● **Requirement**
The records below must be reproduced in full and without error.

(Saved entries)
★ ★ ★ ★
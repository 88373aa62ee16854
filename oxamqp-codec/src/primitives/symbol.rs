use std::borrow::Borrow;
use std::fmt::Display;
use std::ops::Deref;

use serde::{de, ser};

use crate::{__constants::SYMBOL, error::Error};

/// Symbolic values from a constrained domain.
///
/// encoding name = "sym8", encoding code = 0xa3,
/// category = variable, width = 1
/// label="up to 2^8 - 1 seven bit ASCII characters representing a symbolic value"
///
/// encoding name = "sym32", encoding code = 0xb3
/// category = variable, width = 4
/// label="up to 2^32 - 1 seven bit ASCII characters representing a symbolic value"
///
/// The `From` conversions do not check the character set so that symbols can be
/// written inline. The charset is checked by [`Symbol::try_new`] and again when the
/// symbol is encoded.
#[derive(Debug, Clone, PartialEq, Eq, PartialOrd, Ord, Hash)]
pub struct Symbol(pub String);

impl Symbol {
    /// Creates a new [`Symbol`] without checking the character set
    pub fn new(val: impl Into<String>) -> Self {
        Self(val.into())
    }

    /// Creates a new [`Symbol`], failing if `val` contains non-ASCII characters
    pub fn try_new(val: impl Into<String>) -> Result<Self, Error> {
        let symbol = Self(val.into());
        symbol.validate()?;
        Ok(symbol)
    }

    /// Check that the symbol only holds seven bit ASCII characters
    pub fn validate(&self) -> Result<(), Error> {
        match self.0.is_ascii() {
            true => Ok(()),
            false => Err(Error::validation(
                "symbol (seven bit ASCII)",
                format!("{:?}", self.0),
            )),
        }
    }

    /// Consume the wrapper into the inner string
    pub fn into_inner(self) -> String {
        self.0
    }

    /// Returns the inner value as str
    pub fn as_str(&self) -> &str {
        &self.0
    }
}

impl From<String> for Symbol {
    fn from(val: String) -> Self {
        Self(val)
    }
}

impl From<&str> for Symbol {
    fn from(val: &str) -> Self {
        Self(val.into())
    }
}

impl Deref for Symbol {
    type Target = str;

    fn deref(&self) -> &Self::Target {
        &self.0
    }
}

impl Borrow<str> for Symbol {
    fn borrow(&self) -> &str {
        &self.0
    }
}

impl Display for Symbol {
    fn fmt(&self, f: &mut std::fmt::Formatter<'_>) -> std::fmt::Result {
        f.write_str(&self.0)
    }
}

impl ser::Serialize for Symbol {
    fn serialize<S>(&self, serializer: S) -> Result<S::Ok, S::Error>
    where
        S: ser::Serializer,
    {
        serializer.serialize_newtype_struct(SYMBOL, self.as_str())
    }
}

struct Visitor;

impl<'de> de::Visitor<'de> for Visitor {
    type Value = Symbol;

    fn expecting(&self, formatter: &mut std::fmt::Formatter) -> std::fmt::Result {
        formatter.write_str("struct Symbol")
    }

    fn visit_str<E>(self, v: &str) -> Result<Self::Value, E>
    where
        E: de::Error,
    {
        Symbol::try_new(v).map_err(de::Error::custom)
    }

    fn visit_string<E>(self, v: String) -> Result<Self::Value, E>
    where
        E: de::Error,
    {
        Symbol::try_new(v).map_err(de::Error::custom)
    }
}

impl<'de> de::Deserialize<'de> for Symbol {
    fn deserialize<D>(deserializer: D) -> Result<Self, D::Error>
    where
        D: de::Deserializer<'de>,
    {
        deserializer.deserialize_newtype_struct(SYMBOL, Visitor)
    }
}

#[cfg(test)]
mod tests {
    use super::Symbol;

    #[test]
    fn non_ascii_symbol_is_rejected() {
        assert!(Symbol::try_new("x-opt-ok").is_ok());
        assert!(Symbol::try_new("x-opt-é").is_err());
    }
}
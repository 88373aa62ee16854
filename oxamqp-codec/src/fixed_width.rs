//! Widths of the fixed-width types that are stored as raw bytes

pub(crate) const DECIMAL32_WIDTH: usize = 4;
pub(crate) const DECIMAL64_WIDTH: usize = 8;
pub(crate) const DECIMAL128_WIDTH: usize = 16;
pub(crate) const UUID_WIDTH: usize = 16;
★ ★ ★ ★
● **Expected answer**
repository 88373aa62ee16854
filename oxamqp-codec/src/primitives/symbol.rs
use std::borrow::Borrow;
use std::fmt::Display;
use std::ops::Deref;

use serde::{de, ser};

use crate::{__constants::SYMBOL, error::Error};

/// Symbolic values from a constrained domain.
///
/// encoding name = "sym8", encoding code = 0xa3,
/// category = variable, width = 1
/// label="up to 2^8 - 1 seven bit ASCII characters representing a symbolic value"
///
/// encoding name = "sym32", encoding code = 0xb3
/// category = variable, width = 4
/// label="up to 2^32 - 1 seven bit ASCII characters representing a symbolic value"
///
/// The `From` conversions do not check the character set so that symbols can be
/// written inline. The charset is checked by [`Symbol::try_new`] and again when the
/// symbol is encoded.
#[derive(Debug, Clone, PartialEq, Eq, PartialOrd, Ord, Hash)]
pub struct Symbol(pub String);

impl Symbol {
    /// Creates a new [`Symbol`] without checking the character set
    pub fn new(val: impl Into<String>) -> Self {
        Self(val.into())
    }

    /// Creates a new [`Symbol`], failing if `val` contains non-ASCII characters
    pub fn try_new(val: impl Into<String>) -> Result<Self, Error> {
        let symbol = Self(val.into());
        symbol.validate()?;
        Ok(symbol)
    }

    /// Check that the symbol only holds seven bit ASCII characters
    pub fn validate(&self) -> Result<(), Error> {
        match self.0.is_ascii() {
            true => Ok(()),
            false => Err(Error::validation(
                "symbol (seven bit ASCII)",
                format!("{:?}", self.0),
            )),
        }
    }

    /// Consume the wrapper into the inner string
    pub fn into_inner(self) -> String {
        self.0
    }

    /// Returns the inner value as str
    pub fn as_str(&self) -> &str {
        &self.0
    }
}

impl From<String> for Symbol {
    fn from(val: String) -> Self {
        Self(val)
    }
}

impl From<&str> for Symbol {
    fn from(val: &str) -> Self {
        Self(val.into())
    }
}

impl Deref for Symbol {
    type Target = str;

    fn deref(&self) -> &Self::Target {
        &self.0
    }
}

impl Borrow<str> for Symbol {
    fn borrow(&self) -> &str {
        &self.0
    }
}

impl Display for Symbol {
    fn fmt(&self, f: &mut std::fmt::Formatter<'_>) -> std::fmt::Result {
        f.write_str(&self.0)
    }
}

impl ser::Serialize for Symbol {
    fn serialize<S>(&self, serializer: S) -> Result<S::Ok, S::Error>
    where
        S: ser::Serializer,
    {
        serializer.serialize_newtype_struct(SYMBOL, self.as_str())
    }
}

struct Visitor;

impl<'de> de::Visitor<'de> for Visitor {
    type Value = Symbol;

    fn expecting(&self, formatter: &mut std::fmt::Formatter) -> std::fmt::Result {
        formatter.write_str("struct Symbol")
    }

    fn visit_str<E>(self, v: &str) -> Result<Self::Value, E>
    where
        E: de::Error,
    {
        Symbol::try_new(v).map_err(de::Error::custom)
    }

    fn visit_string<E>(self, v: String) -> Result<Self::Value, E>
    where
        E: de::Error,
    {
        Symbol::try_new(v).map_err(de::Error::custom)
    }
}

impl<'de> de::Deserialize<'de> for Symbol {
    fn deserialize<D>(deserializer: D) -> Result<Self, D::Error>
    where
        D: de::Deserializer<'de>,
    {
        deserializer.deserialize_newtype_struct(SYMBOL, Visitor)
    }
}

#[cfg(test)]
mod tests {
    use super::Symbol;

    #[test]
    fn non_ascii_symbol_is_rejected() {
        assert!(Symbol::try_new("x-opt-ok").is_ok());
        assert!(Symbol::try_new("x-opt-é").is_err());
    }
}
repository 88373aa62ee16854
filename oxamqp-codec/src/fixed_width.rs
//! Widths of the fixed-width types that are stored as raw bytes

pub(crate) const DECIMAL32_WIDTH: usize = 4;
pub(crate) const DECIMAL64_WIDTH: usize = 8;
pub(crate) const DECIMAL128_WIDTH: usize = 16;
pub(crate) const UUID_WIDTH: usize = 16;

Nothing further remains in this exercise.